A selection procedure for selecting the second data to be labeled from the clusters that do not include the first data among the clusters.
The data selection method that the computer performs.
A generation procedure for generating a feature extractor using unsupervised feature expression learning based on the first set of data and the second set of data.
An acquisition procedure for acquiring feature information using the feature extractor for each of the first data and the second data, and an acquisition procedure.
Is executed by the computer
The classification procedure classifies the first set of data and the second set of data into clusters based on the feature information.
The data selection method according to claim 1, wherein the data is selected.
In the selection procedure, the second data to be labeled is selected from the clusters in which the variance of the feature information is relatively small.
The data selection method according to claim 2, wherein the data is selected.

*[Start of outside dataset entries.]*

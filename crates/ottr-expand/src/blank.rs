/*
 * blank.rs
 * Copyright (c) 2025 Posit, PBC
 */

//! Blank node allocation.
//!
//! A [`BlankNodeAllocator`] hands out labels of the form
//! `{namespace}_{counter}`. The counter never repeats within one allocator,
//! and allocators created without an explicit namespace get a random one,
//! so independent expansion requests cannot collide.
//!
//! A [`BlankScope`] maps the blank node placeholders written in one template
//! body to fresh nodes. One scope is used per instantiation repetition.

use crate::term::Term;
use std::collections::HashMap;
use uuid::Uuid;

/// Source of fresh blank node labels.
#[derive(Debug, Clone)]
pub struct BlankNodeAllocator {
    namespace: String,
    next: u64,
}

impl BlankNodeAllocator {
    /// Allocator with a random namespace.
    pub fn new() -> Self {
        Self::with_namespace(Uuid::new_v4().simple().to_string())
    }

    /// Allocator with a fixed namespace, for reproducible labels.
    pub fn with_namespace(namespace: impl Into<String>) -> Self {
        Self {
            namespace: namespace.into(),
            next: 0,
        }
    }

    pub fn namespace(&self) -> &str {
        &self.namespace
    }

    /// Number of labels handed out so far.
    pub fn allocated(&self) -> u64 {
        self.next
    }

    pub fn fresh_label(&mut self) -> String {
        let label = format!("{}_{}", self.namespace, self.next);
        self.next += 1;
        label
    }

    pub fn fresh(&mut self) -> Term {
        Term::BlankNode(self.fresh_label())
    }
}

impl Default for BlankNodeAllocator {
    fn default() -> Self {
        Self::new()
    }
}

/// Placeholder-to-node mapping for one instantiation repetition.
#[derive(Debug, Default)]
pub struct BlankScope {
    labels: HashMap<String, String>,
}

impl BlankScope {
    pub fn new() -> Self {
        Self::default()
    }

    /// Replace blank node placeholders in a body term with this scope's
    /// nodes, allocating on first use. Variables are left untouched, so
    /// blank nodes that arrive as argument values are never renamed.
    pub fn localize(&mut self, term: &Term, allocator: &mut BlankNodeAllocator) -> Term {
        match term {
            Term::BlankNode(placeholder) => {
                let label = self
                    .labels
                    .entry(placeholder.clone())
                    .or_insert_with(|| allocator.fresh_label());
                Term::BlankNode(label.clone())
            }
            Term::List(items) => Term::List(
                items
                    .iter()
                    .map(|item| self.localize(item, allocator))
                    .collect(),
            ),
            Term::Iri(_) | Term::Literal(_) | Term::Variable(_) | Term::None => term.clone(),
        }
    }

    pub fn len(&self) -> usize {
        self.labels.len()
    }

    pub fn is_empty(&self) -> bool {
        self.labels.is_empty()
    }
}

In the selection procedure, in a cluster that does not include the first data, the second data related to the feature information having the minimum distance from the center of the cluster is selected.
The data selection method according to claim 2 or 3, wherein the data is selected.
A data selection device that selects a target to be labeled from the second set of data based on a set of first labeled data and a second set of unlabeled data. And
A classification unit that classifies data belonging to the first data set and data belonging to the second data set into clusters having at least one more cluster than the label type.
A selection unit that selects the second data to be labeled from the clusters that do not include the first data among the clusters.
A data selection device that the computer runs.
The data selection device is
A generator that generates a feature extractor using unsupervised feature expression learning based on the first set of data and the second set of data.
An acquisition unit that acquires feature information using the feature extractor for each of the first data and the second data.
Have,
The classification unit classifies the first set of data and the second set of data into clusters based on the feature information.
5. The data selection device according to claim 5.
The selection unit selects the second data to be labeled from a cluster having a relatively small variance of the feature information.
6. The data selection device according to claim 6.
A program characterized in that a computer executes the data selection method according to any one of claims 1 to 4.